Wednesday, February 08, 2006

IBM's 2 msec latency GC j9

IBM sets real-time tempo for Java code with Metronome
By David Lammers
EE Times (09/12/05, 09:00:00 AM EDT)
Seems IBM is back in the Java-RT game. Three years ago at the Embedded Systems Conference in San Jose, I got a response from one of their main RTSJ-Java j9 developers that was pretty discouraging, but now they seem to be back. Here is an article about their 2 millisec worst case garbage collector called Metronome.
During our initial tests for our framework (in 2002), the then IBM j9 was overall a good performer, the only reason why we couldn't select it then was the unknown future of this VM in the realtime domain.
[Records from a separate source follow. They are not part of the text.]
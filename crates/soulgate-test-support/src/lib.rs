#![forbid(unsafe_code)]
#![deny(
    warnings,
    dead_code,
    unused,
    unused_imports,
    unused_must_use,
    unreachable_pub,
    clippy::all,
    clippy::pedantic,
    clippy::cargo,
    clippy::nursery,
    rustdoc::broken_intra_doc_links,
    rustdoc::bare_urls,
    missing_docs
)]
#![allow(clippy::module_name_repetitions, clippy::multiple_crate_versions)]
#![allow(unexpected_cfgs)]

//! Shared test helpers used across integration suites.

pub mod postgres;

/// Docker-related helpers for integration tests that rely on a container runtime.
pub mod docker {
    use std::path::Path;
    use std::process::Command;

    /// Returns `true` if a Docker daemon is reachable for integration tests.
    #[must_use]
    pub fn available() -> bool {
        if let Ok(host) = std::env::var("DOCKER_HOST") {
            if let Some(path) = host.strip_prefix("unix://") {
                return Path::new(path).exists();
            }
            return true;
        }

        Path::new("/var/run/docker.sock").exists()
            || Command::new("docker")
                .args(["info"])
                .output()
                .map(|output| output.status.success())
                .unwrap_or(false)
    }
}
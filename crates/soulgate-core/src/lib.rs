#![forbid(unsafe_code)]
#![deny(
    warnings,
    dead_code,
    unused,
    unused_imports,
    unused_must_use,
    unreachable_pub,
    clippy::all,
    clippy::pedantic,
    clippy::cargo,
    clippy::nursery,
    rustdoc::broken_intra_doc_links,
    rustdoc::bare_urls,
    missing_docs
)]
#![allow(clippy::module_name_repetitions)]
#![allow(clippy::multiple_crate_versions)]
#![allow(unexpected_cfgs)]

//! Upload orchestration: admission, scheduling, pacing, and the per-upload
//! lifecycle.
//!
//! For every remotely initiated file request this crate decides whether it
//! may be enqueued, when it may start, how its bytes are paced out, and how
//! completion or failure is persisted. Wrong answers here cost the operator
//! their standing on the network, so the scheduler and admission paths are
//! deliberately small, synchronous state machines behind coarse locks, with
//! all waiting pushed onto promises and tokens.

mod admission;
mod classifier;
mod context;
mod error;
mod governor;
mod lifecycle;
mod limits;
mod queue;
mod registry;

pub use admission::{GENERIC_REJECTION, NOT_SHARED_REJECTION, UploadService, UploadServiceDeps};
pub use classifier::UserClassifier;
pub use context::CoreContext;
pub use error::{CoreError, CoreResult};
pub use governor::Governor;
pub use lifecycle::{UploadRunner, UploadRunnerDeps};
pub use limits::{LimitScope, effective_limits, evaluate_scope};
pub use queue::{GroupResolver, UploadQueue};
pub use registry::CancellationRegistry;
I think even QNX wound up replacing the VM in their Neutrino/QNX6 RTOS (after a promising RT-Java start in 2001), since the direction of IBM wasn't clear.
Welcome back, IBM!

Also, the article contains interesting little side-kicks from Greg Bolella (distinguished engineer at Sun Microsystems Software and director of the real-time Java program):
"Both real-time garbage collection and scoped memory are necessary for these applications. Anyone, or any company, who intimates anything different just isn't clued in."
and
...The real-time-collection vs. scoped memory argument these IBM guys like to make is completely spurious..."
Greg was at IBM in charge of RT-Java when IBM kickstarted the RTSJ effort. He was the lead for the RTSJ 'JSR0001' for quite some time. He moved on to Sun right around the time when IBM appeared to loose interest in RT-Java.
Looks like he ain't afraid to say what he thinks...
In the end, he's right, it should not be a "either/or" choice for the consumer.